In many ways, most Random Acts of Kindness are selfish anyway, they give you a lift, making someone happy makes you happy… so we always get something out of it. Does that matter? Do the customers who get their flowers care? Does it stop it making their day just that little bit sweeter? Is it the intention or the result that matters?
I suppose the closest we could get to a genuinely unselfish random act of kindness would be something like the example I heard of recently. A friend opened a parcel from Amazon to find a ten-pound note tucked in with their delivery, no explanation given. They chose to assume that somebody had put it there as a surprise gift, if so, how lovely is that?
Passing a Random Act of Kindness on
An idea I love, which I think is again true to the spirit of what a Random Act of Kindness should be is passing on a kind act or unexpected luck. I have mentioned this in this series of articles before, but it is a lovely example of impromptu kindness. One person in the front of a queue for the motorway toll booth was told that the person in front, a stranger, had paid for him, so he paid for the car behind him. It was reported later that this went on for dozens of cars – the attendant in the toll booth counted.
Maybe the truest Random Act of Kindness is given with no thought of reward. Like the Sunny Soup Project which makes soup with leftover food from the big supermarkets and leaves it in a free frozen section for people in need to pick up.
Does difficulty or the degree of self-sacrifice make a difference?
If the Random Act of Kindness is particularly challenging or involves some personal sacrifice, does that make it more worthwhile? Indeed, it is harder to donate a kidney than a tenner and obviously requires more self-sacrifice, but what if the tenner was the only money someone had? Does the degree of sacrifice make the Random Act of Kindness greater?
Does it count if the Random Act of Kindness was towards animals? (The correct answer, by the way, is a resounding YES.)
The following story has many of the factors of a Random Act of Kindness.
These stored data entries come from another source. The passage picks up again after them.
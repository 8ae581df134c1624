//! Per-document run orchestration
//!
//! Routes each (document, case) pair to the full-document or batched
//! path, drives the executor over the resulting prompts, and isolates
//! failures at the case level: one case failing never stops the other
//! cases of the same document.

use crate::batching::TokenBatcher;
use crate::cases::{Case, CaseSet};
use crate::config::PipelineConfig;
use crate::executor::Executor;
use crate::prompt::PromptAssembler;
use marginalia_domain::traits::{CompletionClient, Tokenizer};
use marginalia_domain::{InsightRecord, Page};
use std::sync::Arc;
use tracing::{debug, info, warn};

/// Everything gathered for one (document, case) pair.
///
/// A failed outcome still carries the records gathered before the
/// failure, so partial batched results are reportable.
#[derive(Debug)]
pub struct CaseOutcome {
    /// Name of the case this outcome belongs to
    pub case_name: String,

    /// Insight records gathered, one per completed request
    pub records: Vec<InsightRecord>,

    /// Terminal failure, if the case did not run to completion
    pub failure: Option<String>,

    /// Requests planned for this case (1 on the full-document path)
    pub batches_total: usize,

    /// Requests that completed before the run ended
    pub batches_completed: usize,
}

impl CaseOutcome {
    /// Whether every planned request completed
    pub fn is_complete(&self) -> bool {
        self.failure.is_none()
    }
}

/// Outcomes for every case of one document
#[derive(Debug)]
pub struct DocumentRun {
    /// Identity of the source document
    pub source_id: String,

    /// One outcome per case, in case-set order
    pub outcomes: Vec<CaseOutcome>,
}

impl DocumentRun {
    /// Number of cases that did not run to completion
    pub fn failed_cases(&self) -> usize {
        self.outcomes.iter().filter(|o| !o.is_complete()).count()
    }
}

/// Drives documents and cases through the executor
pub struct Runner<C>
where
    C: CompletionClient,
{
    executor: Executor<C>,
    assembler: PromptAssembler,
    config: PipelineConfig,
    tokenizer: Option<Arc<dyn Tokenizer + Send + Sync>>,
}

impl<C> Runner<C>
where
    C: CompletionClient + Send + Sync + 'static,
    C::Error: Send + 'static,
{
    /// Create a runner.
    ///
    /// Without a tokenizer, routing degrades to the full-document path
    /// for every case; batching needs token counts.
    pub fn new(
        executor: Executor<C>,
        assembler: PromptAssembler,
        config: PipelineConfig,
        tokenizer: Option<Arc<dyn Tokenizer + Send + Sync>>,
    ) -> Self {
        Self {
            executor,
            assembler,
            config,
            tokenizer,
        }
    }

    /// Run every case of the set against one document's pages
    pub async fn run_document(&self, pages: &[Page], cases: &CaseSet) -> DocumentRun {
        let source_id = pages
            .first()
            .map(|p| p.source_id.clone())
            .unwrap_or_default();

        let mut outcomes = Vec::with_capacity(cases.len());
        for case in cases.iter() {
            debug!(case = %case.name, source = %source_id, "running case");
            let outcome = self.run_case(pages, case).await;
            if let Some(failure) = &outcome.failure {
                warn!(
                    case = %case.name,
                    source = %source_id,
                    error = %failure,
                    completed = outcome.batches_completed,
                    planned = outcome.batches_total,
                    "case ended with failure"
                );
            }
            outcomes.push(outcome);
        }

        info!(
            source = %source_id,
            cases = outcomes.len(),
            failed = outcomes.iter().filter(|o| !o.is_complete()).count(),
            "document run finished"
        );
        DocumentRun {
            source_id,
            outcomes,
        }
    }

    /// Run one case against one document's pages.
    ///
    /// Documents whose total token count stays below the configured
    /// threshold go out as one full-document request; larger ones are
    /// batched. With no tokenizer available the full-document path is
    /// used unconditionally.
    pub async fn run_case(&self, pages: &[Page], case: &Case) -> CaseOutcome {
        match &self.tokenizer {
            Some(tokenizer) => {
                let total: usize = pages
                    .iter()
                    .map(|p| tokenizer.count_tokens(&p.text))
                    .sum();
                if total < self.config.full_document_threshold {
                    debug!(total, "routing to full-document path");
                    self.run_full(pages, case).await
                } else {
                    debug!(total, "routing to batched path");
                    self.run_batched(pages, case, tokenizer.as_ref()).await
                }
            }
            None => {
                warn!("no tokenizer available, forcing full-document path");
                self.run_full(pages, case).await
            }
        }
    }

    async fn run_full(&self, pages: &[Page], case: &Case) -> CaseOutcome {
        let prompt = self.assembler.full_document(pages, &case.text);
        match self.executor.execute(&prompt).await {
            Ok(record) => CaseOutcome {
                case_name: case.name.clone(),
                records: vec![record],
                failure: None,
                batches_total: 1,
                batches_completed: 1,
            },
            Err(e) => CaseOutcome {
                case_name: case.name.clone(),
                records: Vec::new(),
                failure: Some(e.to_string()),
                batches_total: 1,
                batches_completed: 0,
            },
        }
    }

    async fn run_batched(
        &self,
        pages: &[Page],
        case: &Case,
        tokenizer: &(dyn Tokenizer + Send + Sync),
    ) -> CaseOutcome {
        let batcher = TokenBatcher::new(self.config.batch_token_ceiling);
        let batches = batcher.batch(pages, tokenizer);

        let mut records = Vec::new();
        let mut failure = None;
        let batches_total = batches.len();

        for (index, batch) in batches.iter().enumerate() {
            debug!(
                batch = index + 1,
                of = batches_total,
                tokens = batch.token_count,
                "executing batch"
            );
            let prompt = self.assembler.batched(&batch.text, &case.text);
            match self.executor.execute(&prompt).await {
                Ok(record) => records.push(record),
                Err(e) => {
                    // Remaining batches are skipped; records so far are kept.
                    failure = Some(e.to_string());
                    break;
                }
            }
        }

        let batches_completed = records.len();
        CaseOutcome {
            case_name: case.name.clone(),
            records,
            failure,
            batches_total,
            batches_completed,
        }
    }
}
It was spur of the moment, prompted by nothing but the urge to do what was right, involving a fair amount of personal and physical sacrifice and was an incredibly brave thing to do.
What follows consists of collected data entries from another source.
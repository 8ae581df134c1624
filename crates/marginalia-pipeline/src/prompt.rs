//! Prompt assembly for insight extraction
//!
//! Turns either a full page sequence or one batch's text, plus the case
//! statement, into an ordered [`Prompt`]. Context payloads are wrapped in
//! explicit textual delimiters (`<PAGE>`, `<CONTEXT>`, `<ISSUE>`) so the
//! completion service can tell structural roles apart purely from the
//! text stream.
//!
//! The instruction template is an immutable value: every assembly starts
//! from a fresh `Prompt` carrying a copy of it, so blocks can never
//! accumulate across calls.

use marginalia_domain::{Page, Prompt};

/// Default extraction instructions sent as the first block of every prompt
pub const DEFAULT_INSTRUCTION: &str = "\
Given parts of a source document, help a person navigate their situation and \
resolve the issue described below. You must extract insights as a structured \
record using the schema provided.
Next to the focal content, you might be given more context to help you extract insights.
Extract insights only from the focal content.
Copy the text of each quote verbatim and give a position locator when the \
document provides one.
If there are no insights, you can leave the fields empty.
";

/// Assembles prompts from an owned instruction template
#[derive(Debug, Clone)]
pub struct PromptAssembler {
    instruction: String,
}

impl PromptAssembler {
    /// Create an assembler with the default instruction template
    pub fn new() -> Self {
        Self {
            instruction: DEFAULT_INSTRUCTION.to_string(),
        }
    }

    /// Create an assembler with a custom instruction template
    pub fn with_instruction(instruction: impl Into<String>) -> Self {
        Self {
            instruction: instruction.into(),
        }
    }

    /// Assemble a full-document prompt: one context block per page.
    pub fn full_document(&self, pages: &[Page], case_text: &str) -> Prompt {
        let mut prompt = Prompt::from_instruction(&self.instruction);
        for page in pages {
            prompt.push_context(format!("<PAGE>\n{}</PAGE>\n", page.text));
        }
        prompt.with_task(format!("<ISSUE>\n{}\n", case_text))
    }

    /// Assemble a batched prompt: a single context block for the batch text.
    pub fn batched(&self, batch_text: &str, case_text: &str) -> Prompt {
        let mut prompt = Prompt::from_instruction(&self.instruction);
        prompt.push_context(format!("<CONTEXT>\n{}</CONTEXT>\n", batch_text));
        prompt.with_task(format!("<ISSUE>\n{}\n", case_text))
    }
}

impl Default for PromptAssembler {
    fn default() -> Self {
        Self::new()
    }
}

#[cfg(test)]
mod tests {
    use super::*;
    use marginalia_domain::Role;

    fn pages() -> Vec<Page> {
        vec![
            Page::new("doc.pdf", 0, "first page"),
            Page::new("doc.pdf", 1, "second page"),
        ]
    }

    #[test]
    fn test_full_document_shape() {
        let assembler = PromptAssembler::new();
        let prompt = assembler.full_document(&pages(), "the issue");

        assert_eq!(prompt.count_role(Role::Instruction), 1);
        assert_eq!(prompt.count_role(Role::Context), 2);
        assert_eq!(prompt.count_role(Role::Task), 1);
        assert_eq!(prompt.blocks()[0].role, Role::Instruction);
        assert_eq!(prompt.blocks().last().unwrap().role, Role::Task);
    }

    #[test]
    fn test_page_delimiters() {
        let assembler = PromptAssembler::new();
        let prompt = assembler.full_document(&pages(), "the issue");

        assert!(prompt.blocks()[1].content.starts_with("<PAGE>\n"));
        assert!(prompt.blocks()[1].content.contains("first page"));
        assert!(prompt.blocks()[1].content.contains("</PAGE>"));
    }

    #[test]
    fn test_batched_delimiters() {
        let assembler = PromptAssembler::new();
        let prompt = assembler.batched("joined batch text", "the issue");

        assert_eq!(prompt.count_role(Role::Context), 1);
        assert!(prompt.blocks()[1].content.starts_with("<CONTEXT>\n"));
        assert!(prompt.blocks()[1].content.contains("joined batch text"));
        assert!(prompt.task().unwrap().starts_with("<ISSUE>\n"));
        assert!(prompt.task().unwrap().contains("the issue"));
    }

    #[test]
    fn test_template_is_not_contaminated_across_calls() {
        // Repeated assembly must never accumulate blocks in the shared
        // template: every prompt has exactly one instruction and one task.
        let assembler = PromptAssembler::new();
        for _ in 0..5 {
            let prompt = assembler.batched("text", "issue");
            assert_eq!(prompt.count_role(Role::Instruction), 1);
            assert_eq!(prompt.count_role(Role::Task), 1);
            assert_eq!(prompt.blocks().len(), 3);
        }

        let full = assembler.full_document(&pages(), "issue");
        assert_eq!(full.count_role(Role::Instruction), 1);
        assert_eq!(full.blocks().len(), 4);
    }

    #[test]
    fn test_custom_instruction() {
        let assembler = PromptAssembler::with_instruction("be terse");
        let prompt = assembler.batched("text", "issue");
        assert_eq!(prompt.instruction(), "be terse");
    }
}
A friend was visiting a garden centre and ended up being arrested! It started when she saw a man hitting a puppy in the car park. Being an animal lover, she rushed over to remonstrate with him. She was told to f*** o** in a very aggressive manner, but instead of retreating and leaving the puppy to its fate, she not only called the police, but stood in front of the car to prevent this disgusting example of humanity from leaving before the police got there. At this stage, it got even worse because the man reversed into her legs causing severe bruising, but amazingly she stood her ground. Thankfully, there were people in the car park that came to her aid and stopped the man leaving. When the police arrived, the man said she had assaulted him, so the police took them both into the station. All this because she wanted a few bedding plants!! The puppy was confiscated and the CCTV video showed the man reversing into her, so he was charged. When the police raided his house, they found several more dogs in a pitiful state which they rescued. The man is now being charged with animal cruelty and will never own an animal again.
To me, my friend did an amazing act of kindness in saving those dogs and at personal cost to herself. How she was so brave, I will never know, but if a Random Act of Kindness includes stepping in to right a wrong, then that’s what it was.
Frankly, Random Act of Kindness or not, my friend was amazing, and I wanted to give her a shout-out anyway.
Whatever constitutes a Random Act of Kindness, whether big or small, they make our world a better place, so what are you waiting for? Get out there and do one!!!